▶ _EXERCISE PROMPT_
Nothing but the data, repeated exactly, belongs in the answer.

▶ _DATA LISTING_
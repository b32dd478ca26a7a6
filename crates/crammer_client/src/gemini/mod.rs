//! Gemini provider integration.
//!
//! In-house reqwest client for the Generative Language API: DTOs,
//! conversions to and from the unified request/response types, and the
//! [`GeminiClient`] driver implementation.

mod client;
pub mod conversions;
pub mod dto;

pub use client::{DEFAULT_MODEL, DEFAULT_TTS_MODEL, GEMINI_API_BASE, GeminiClient};
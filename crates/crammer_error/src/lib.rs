//! Error types for the Crammer generation library.
//!
//! This crate provides the foundation error types used throughout the
//! Crammer ecosystem, along with the [`RetryableError`] classification
//! that drives the generation client's retry loop.

mod audio;
mod config;
mod generation;

pub use audio::{AudioError, AudioErrorKind};
pub use config::ConfigError;
pub use generation::{GenerationError, GenerationErrorKind, RetryableError};

/// Umbrella error type over all Crammer error domains.
#[derive(Debug, derive_more::Display, derive_more::From)]
pub enum CrammerError {
    /// Generation pipeline error.
    #[display("{_0}")]
    Generation(GenerationError),
    /// Audio encoding error.
    #[display("{_0}")]
    Audio(AudioError),
    /// Configuration error.
    #[display("{_0}")]
    Config(ConfigError),
}

impl std::error::Error for CrammerError {}

impl From<GenerationErrorKind> for CrammerError {
    #[track_caller]
    fn from(kind: GenerationErrorKind) -> Self {
        CrammerError::Generation(GenerationError::new(kind))
    }
}

impl From<AudioErrorKind> for CrammerError {
    #[track_caller]
    fn from(kind: AudioErrorKind) -> Self {
        CrammerError::Audio(AudioError::new(kind))
    }
}

/// Convenience result alias for Crammer operations.
pub type CrammerResult<T> = Result<T, CrammerError>;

▶ _SOLVED PROBLEM_
repository b32dd478ca26a7a6
filename crates/crammer_client/src/gemini/mod.rs
//! Gemini provider integration.
//!
//! In-house reqwest client for the Generative Language API: DTOs,
//! conversions to and from the unified request/response types, and the
//! [`GeminiClient`] driver implementation.

mod client;
pub mod conversions;
pub mod dto;

pub use client::{DEFAULT_MODEL, DEFAULT_TTS_MODEL, GEMINI_API_BASE, GeminiClient};
filename crates/crammer_error/src/lib.rs
//! Error types for the Crammer generation library.
//!
//! This crate provides the foundation error types used throughout the
//! Crammer ecosystem, along with the [`RetryableError`] classification
//! that drives the generation client's retry loop.

mod audio;
mod config;
mod generation;

pub use audio::{AudioError, AudioErrorKind};
pub use config::ConfigError;
pub use generation::{GenerationError, GenerationErrorKind, RetryableError};

/// Umbrella error type over all Crammer error domains.
#[derive(Debug, derive_more::Display, derive_more::From)]
pub enum CrammerError {
    /// Generation pipeline error.
    #[display("{_0}")]
    Generation(GenerationError),
    /// Audio encoding error.
    #[display("{_0}")]
    Audio(AudioError),
    /// Configuration error.
    #[display("{_0}")]
    Config(ConfigError),
}

impl std::error::Error for CrammerError {}

impl From<GenerationErrorKind> for CrammerError {
    #[track_caller]
    fn from(kind: GenerationErrorKind) -> Self {
        CrammerError::Generation(GenerationError::new(kind))
    }
}

impl From<AudioErrorKind> for CrammerError {
    #[track_caller]
    fn from(kind: AudioErrorKind) -> Self {
        CrammerError::Audio(AudioError::new(kind))
    }
}

/// Convenience result alias for Crammer operations.
pub type CrammerResult<T> = Result<T, CrammerError>;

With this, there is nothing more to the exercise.